Thursday, 5 May 2011

Europe takes huge step towards free movement of labour

From 1 May 2011, the entire European labour market will open to Member States who joined the Union in 2004, including the citizens of Hungary, who currently holds the EU Presidency. The fear of many workers migrating from new Member States to the West, have so far proven unjustified; since the opening of the labour market in old Member States has contributed to the economic growth. Free movement of labour is one of the fundamental principles of the EU’s single market, enabling EU citizens to take up employment freely in any other member state. Since certain older Member States of the Union had been wary that workers from countries who joined in 2004 could “flood” their labour markets, so, Member States were given the rights to restrict employment for up to seven years, at their own discretion. This rule was incorporated into the accession document.

Gradual relaxation

Several countries have taken advantage of this option, regarding citizens of eight countries that joined the Union in May 2004, namely the Czech Republic, Estonia, Poland, Latvia, Lithuania, Hungary, Slovakia and Slovenia. Sweden and Ireland, have opened up their labour markets from the very start; and Great Britain only required the simple registration of employees. In 2006 Finland, Greece, Spain, Portugal and Italy, in 2007 Luxembourg and the Netherlands, in 2008 France, and in 2009 Belgium and Denmark lifted the restrictions.

Only two Member States – Austria and Germany – maintained the restriction for the longest permissible term, until 30 April 2011, claiming that the authorisation of free employment would cause major labour market disorders. Also, despite the general restrictions, both Austria and Germany were allowed to, under bilateral agreements, the employment of a certain number of citizens coming from the newly accessed countries. Owing to such agreements, approximately 28,000 Hungarian citizens worked in Austria and about 13,000 in Germany from the beginning of 2011. Also, states were already allowed provide free employment in certain sectors, which was effected by a chronic shortage of labour force.

Iceland, Norway, Liechtenstein, Switzerland

The single market also comprises of three countries who are not members of the Union, but hold membership in the European Economic Area (EEA). Of these countries, Iceland lifted the restrictions in 2006 and Norway in 2009, while Liechtenstein will be opening its labour market together with Austria and Germany. Switzerland, which is a member neither of the EU nor of the EEA, will terminate it presently used quota system at the end of April; however, it will be entitled to restore the restrictions until 31 May 2014, in justified cases.

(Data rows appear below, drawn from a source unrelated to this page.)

use std::collections::HashMap;
use std::path::Path;

use ab_glyph::{Font, FontArc, PxScale, ScaleFont, point};
use al_core::config::RenderConfig;
use al_core::frame::FrameBuffer;
use al_core::traits::GlyphSurface;
use anyhow::{Context, Result};

/// Rasterized coverage of one glyph, positioned relative to the cell origin.
struct Coverage {
    left: i32,
    top: i32,
    width: u32,
    height: u32,
    alpha: Vec<u8>,
}

/// Software glyph surface producing an RGBA image.
///
/// Used for headless snapshots. The backing store is in device pixels; glyphs
/// are rasterized at `font_size × scale` with their top edge on the cell
/// origin, then alpha-blended in the ink color.
pub struct RasterSurface {
    font: FontArc,
    font_size: f32,
    scale: f32,
    ink: (u8, u8, u8),
    background: (u8, u8, u8),
    frame: FrameBuffer,
    /// Coverage cache, valid for the current `scale` only.
    cache: HashMap<char, Coverage>,
}

impl RasterSurface {
    /// Load a TrueType/OpenType font for rasterization.
    ///
    /// # Errors
    /// Returns an error if the font data cannot be parsed.
    pub fn new(font_data: Vec<u8>, config: &RenderConfig) -> Result<Self> {
        let font = FontArc::try_from_vec(font_data).context("invalid font data")?;
        Ok(Self {
            font,
            font_size: config.font_size,
            scale: 1.0,
            ink: config.ink,
            background: config.background,
            frame: FrameBuffer::new(0, 0),
            cache: HashMap::new(),
        })
    }

    /// Load the font from a file.
    ///
    /// # Errors
    /// Returns an error if the file cannot be read or is not a font.
    pub fn from_font_file(path: &Path, config: &RenderConfig) -> Result<Self> {
        let data =
            std::fs::read(path).with_context(|| format!("cannot read font {}", path.display()))?;
        Self::new(data, config)
    }

    /// Rendered pixels.
    #[must_use]
    pub fn frame(&self) -> &FrameBuffer {
        &self.frame
    }

    /// Write the current image as PNG.
    ///
    /// # Errors
    /// Returns an error if the surface is empty or the file cannot be written.
    pub fn save_png(&self, path: &Path) -> Result<()> {
        anyhow::ensure!(!self.frame.is_empty(), "nothing rendered yet");
        let img = image::RgbaImage::from_raw(
            self.frame.width,
            self.frame.height,
            self.frame.data.clone(),
        )
        .context("frame buffer does not match its dimensions")?;
        img.save(path)
            .with_context(|| format!("cannot write {}", path.display()))?;
        log::info!(
            "snapshot: {}x{} -> {}",
            self.frame.width,
            self.frame.height,
            path.display()
        );
        Ok(())
    }

    fn rasterize(&self, ch: char) -> Coverage {
        let px = PxScale::from(self.font_size * self.scale);
        let ascent = self.font.as_scaled(px).ascent();
        let glyph = self
            .font
            .glyph_id(ch)
            .with_scale_and_position(px, point(0.0, ascent));

        let Some(outline) = self.font.outline_glyph(glyph) else {
            // Whitespace and glyphs missing from the font.
            return Coverage {
                left: 0,
                top: 0,
                width: 0,
                height: 0,
                alpha: Vec::new(),
            };
        };
        let bounds = outline.px_bounds();
        let width = bounds.width().max(0.0) as u32;
        let height = bounds.height().max(0.0) as u32;
        let mut alpha = vec![0u8; width as usize * height as usize];
        outline.draw(|x, y, v| {
            if x < width && y < height {
                alpha[(y * width + x) as usize] = (v.clamp(0.0, 1.0) * 255.0).round() as u8;
            }
        });
        Coverage {
            left: bounds.min.x as i32,
            top: bounds.min.y as i32,
            width,
            height,
            alpha,
        }
    }
}

/// Blend `ink` over `base` with coverage `alpha` (0..=255).
#[inline(always)]
fn blend(base: u8, ink: u8, alpha: u8) -> u8 {
    let a = u32::from(alpha);
    ((u32::from(base) * (255 - a) + u32::from(ink) * a + 127) / 255) as u8
}

impl GlyphSurface for RasterSurface {
    fn configure(&mut self, backing_width: u32, backing_height: u32, scale: f32) {
        let scale = if scale.is_finite() && scale > 0.0 { scale } else { 1.0 };
        if (scale - self.scale).abs() > f32::EPSILON {
            self.cache.clear();
        }
        self.scale = scale;
        self.frame.reshape(backing_width, backing_height);
        let (r, g, b) = self.background;
        for px in self.frame.data.chunks_exact_mut(4) {
            px.copy_from_slice(&[r, g, b, 255]);
        }
    }

    fn clear(&mut self, width: f32, height: f32) {
        let w = ((width * self.scale).round().max(0.0) as u32).min(self.frame.width) as usize;
        let h = ((height * self.scale).round().max(0.0) as u32).min(self.frame.height) as usize;
        let stride = self.frame.width as usize * 4;
        let (r, g, b) = self.background;
        for row in self.frame.data.chunks_exact_mut(stride).take(h) {
            for px in row[..w * 4].chunks_exact_mut(4) {
                px.copy_from_slice(&[r, g, b, 255]);
            }
        }
    }

    fn fill_glyph(&mut self, ch: char, x: f32, y: f32) {
        if !self.cache.contains_key(&ch) {
            let coverage = self.rasterize(ch);
            self.cache.insert(ch, coverage);
        }
        let Some(cov) = self.cache.get(&ch) else {
            return;
        };
        if cov.width == 0 {
            return;
        }

        let ox = (x * self.scale).round() as i32 + cov.left;
        let oy = (y * self.scale).round() as i32 + cov.top;
        let (fw, fh) = (self.frame.width as i32, self.frame.height as i32);
        let (ir, ig, ib) = self.ink;

        for gy in 0..cov.height as i32 {
            let py = oy + gy;
            if py < 0 || py >= fh {
                continue;
            }
            for gx in 0..cov.width as i32 {
                let px = ox + gx;
                if px < 0 || px >= fw {
                    continue;
                }
                let a = cov.alpha[(gy * cov.width as i32 + gx) as usize];
                if a == 0 {
                    continue;
                }
                let idx = ((py * fw + px) * 4) as usize;
                let dst = &mut self.frame.data[idx..idx + 4];
                dst[0] = blend(dst[0], ir, a);
                dst[1] = blend(dst[1], ig, a);
                dst[2] = blend(dst[2], ib, a);
                dst[3] = 255;
            }
        }
    }
}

None of these countries imposed any restrictions on Cyprus or Malta, who also joined the EU in 2004; nor did the eight other new Member States have restricted employment to citizens coming from the rest of the Member States.

Fears remained unjustified

Some of the older Member States could sense the concerns from the other Member States within the Union, regarding migrants from Eastern Member States, could potentially flood the labour market, bringing down wages and triggering unemployment. This was however proven unfounded. Migration to the West, from countries who joined the Union in 2004, fell way behind the expectations, as the number of migrants actually increased from 900,000 to approximately 1.9 million, between 2003 and 2009. The lowest count of migrants was given by Hungary and the Czech Republic; while most of them had moved from Poland and Lithuania.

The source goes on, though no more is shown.